Basic Question Format

While versions of the job approval question were asked by George Gallup in the late 1930s, the modern form of the presidential approval question was finally adopted by Gallup in the mid-1940s, according to the Gallup Organization. Since then, the Gallup wording remains unchanged, giving journalists and academics an historic record of public evaluations of their presidents for more than 60 years.

The basic form reads: Do you approve or disapprove of the way (name of president) is handling his job as president? Some polling organizations use slightly different wording, but most have adopted the Gallup language, in part so they can compare the results with Gallup's historic data without having to worry about the effect of wording differences. A variation of the question is frequently used to measure a president's performance in specific domains, as with this trend question asked by The Los Angeles Times: Do you approve or disapprove of the way George W. Bush is handling the war on terrorism?

The question's basic format is easily altered to evaluate the performance of other public officials or institutions, such as Congress, individual members of a president's cabinet, or state and local officials, as well as other prominent leaders. It also is a useful measure of public attitudes toward government programs or policies and frequently is used to measure attitudes toward a range of nonpolitical issues, such as this question by USA Today and Gallup: Do you approve or disapprove of marriage between blacks and whites?
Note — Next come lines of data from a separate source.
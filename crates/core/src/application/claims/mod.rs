// Claim Service - queue semantics over the versioned store (Phase 2, ADR-009)

use crate::domain::user::UserId;
use crate::domain::ClaimQueue;
use crate::error::{AppError, Result};
use crate::port::{ClaimQueueStore, ReplaceOutcome};
use std::sync::Arc;
use tracing::{debug, warn};

/// Attempts per mutation before surfacing Conflict to the caller.
/// Each attempt reloads the queue, so a lost race only costs one round trip.
const REPLACE_ATTEMPTS: u32 = 3;

/// Claim queue use cases: join, leave, position, list.
///
/// Mutations run load -> mutate in memory -> versioned replace. A replace
/// that lost the version race is retried from a fresh load; a stale queue
/// is never written back blindly.
pub struct ClaimService {
    store: Arc<dyn ClaimQueueStore>,
}

impl ClaimService {
    pub fn new(store: Arc<dyn ClaimQueueStore>) -> Self {
        Self { store }
    }

    /// Append the claimant to the item's queue.
    ///
    /// Idempotent: a claimant already in the queue keeps their position and
    /// the call succeeds without writing.
    pub async fn join(&self, item_id: &str, claimant: &str) -> Result<()> {
        for attempt in 1..=REPLACE_ATTEMPTS {
            let snapshot = self.store.load_queue(item_id).await?;
            let mut queue = ClaimQueue::from_claimants(snapshot.claimants);

            if !queue.join(claimant) {
                debug!(item_id, claimant, "already in queue; join is a no-op");
                return Ok(());
            }

            match self
                .store
                .replace_queue(item_id, snapshot.version, queue.claimants())
                .await?
            {
                ReplaceOutcome::Applied => {
                    debug!(
                        item_id,
                        claimant,
                        position = queue.len(),
                        "joined claim queue"
                    );
                    return Ok(());
                }
                ReplaceOutcome::Conflict => {
                    warn!(item_id, claimant, attempt, "queue replace lost the race");
                }
            }
        }
        Err(Self::contended(item_id))
    }

    /// Remove the claimant from the item's queue.
    ///
    /// Idempotent: leaving a queue one is not in succeeds without writing.
    pub async fn leave(&self, item_id: &str, claimant: &str) -> Result<()> {
        for attempt in 1..=REPLACE_ATTEMPTS {
            let snapshot = self.store.load_queue(item_id).await?;
            let mut queue = ClaimQueue::from_claimants(snapshot.claimants);

            if !queue.leave(claimant) {
                debug!(item_id, claimant, "not in queue; leave is a no-op");
                return Ok(());
            }

            match self
                .store
                .replace_queue(item_id, snapshot.version, queue.claimants())
                .await?
            {
                ReplaceOutcome::Applied => {
                    debug!(item_id, claimant, "left claim queue");
                    return Ok(());
                }
                ReplaceOutcome::Conflict => {
                    warn!(item_id, claimant, attempt, "queue replace lost the race");
                }
            }
        }
        Err(Self::contended(item_id))
    }

    /// 1-based position of the claimant, `None` if not queued.
    ///
    /// Advisory read: the snapshot may be stale the moment it returns.
    pub async fn position(&self, item_id: &str, claimant: &str) -> Result<Option<u32>> {
        let snapshot = self.store.load_queue(item_id).await?;
        let queue = ClaimQueue::from_claimants(snapshot.claimants);
        Ok(queue.position_of(claimant))
    }

    /// Full queue order, head first.
    pub async fn list(&self, item_id: &str) -> Result<Vec<UserId>> {
        let snapshot = self.store.load_queue(item_id).await?;
        Ok(snapshot.claimants)
    }

    fn contended(item_id: &str) -> AppError {
        AppError::Conflict(format!(
            "claim queue for item {} is contended, retry the request",
            item_id
        ))
    }
}
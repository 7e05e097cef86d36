// SQLite SessionStore Implementation

use crate::error::map_sqlx_error;
use async_trait::async_trait;
use sqlx::SqlitePool;
use tradepost_core::domain::Session;
use tradepost_core::error::Result;
use tradepost_core::port::SessionStore;

pub struct SqliteSessionStore {
    pool: SqlitePool,
}

impl SqliteSessionStore {
    pub fn new(pool: SqlitePool) -> Self {
        Self { pool }
    }
}

#[async_trait]
impl SessionStore for SqliteSessionStore {
    async fn insert(&self, session: &Session) -> Result<()> {
        sqlx::query(
            r#"
            INSERT INTO sessions (token, user_id, created_at, expires_at)
            VALUES (?, ?, ?, ?)
            "#,
        )
        .bind(&session.token)
        .bind(&session.user_id)
        .bind(session.created_at)
        .bind(session.expires_at)
        .execute(&self.pool)
        .await
        .map_err(map_sqlx_error)?;

        Ok(())
    }

    async fn find_by_token(&self, token: &str) -> Result<Option<Session>> {
        let row = sqlx::query_as::<_, SessionRow>("SELECT * FROM sessions WHERE token = ?")
            .bind(token)
            .fetch_optional(&self.pool)
            .await
            .map_err(map_sqlx_error)?;

        Ok(row.map(|r| r.into_session()))
    }

    async fn delete(&self, token: &str) -> Result<bool> {
        let result = sqlx::query("DELETE FROM sessions WHERE token = ?")
            .bind(token)
            .execute(&self.pool)
            .await
            .map_err(map_sqlx_error)?;

        Ok(result.rows_affected() > 0)
    }

    async fn delete_for_user(&self, user_id: &str) -> Result<u64> {
        let result = sqlx::query("DELETE FROM sessions WHERE user_id = ?")
            .bind(user_id)
            .execute(&self.pool)
            .await
            .map_err(map_sqlx_error)?;

        Ok(result.rows_affected())
    }
}

/// SQLite row representation
#[derive(Debug, sqlx::FromRow)]
struct SessionRow {
    token: String,
    user_id: String,
    created_at: i64,
    expires_at: i64,
}

impl SessionRow {
    fn into_session(self) -> Session {
        Session {
            token: self.token,
            user_id: self.user_id,
            created_at: self.created_at,
            expires_at: self.expires_at,
        }
    }
}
Polling organizations often include language that measures the intensity of approval or disapproval, as with this approval question asked in 2005 by the Pew Center for the People and the Press: There is now a new Medicare law that includes some coverage of prescription drug costs. Overall, would you say you strongly approve, approve, disapprove, or strongly disapprove of the way Medicare will now cover prescription drug costs? These strength-of-support measures allow survey respondents to indicate a degree of approval or disapproval, and thus are more sensitive to change in public attitudes. For example, declining public support for elected officials is often first seen as a decline among those who strongly approve of him or her and a comparable increase in those who somewhat support the official, with little or no decline in the overall support.

Presidential Approval Ratings

President George W. Bush has the distinction of having the highest as well as one of the lowest overall job approval ratings in Gallup polls of any president in the modern era. In an ABC survey conducted 4 weeks after the terrorist attacks of September 11, 2001, Bush recorded a 92% job approval rating, the highest job performance rating ever achieved by an American president in a major national poll. Other polling organizations also recorded historic highs for Bush in this time period. Coincidentally, Bush's father, George H. W. Bush, achieved the second-highest job approval rating in Gallup surveys, 89%, in February 1991, after the quick Allied victory in the Gulf War. Both numbers stand as striking illustrations of the power of the presidential job rating to measure rally effects in American politics, that is, the tendency of the public to rally behind their leader in times of national crisis. In a survey conducted by The Washington Post and ABC News the week before the 9/11 terrorist attacks, George W. Bush's job approval rating stood at 55%, 35 percentage points below his approval rating in a Post/'ABC survey 2 weeks after the attacks.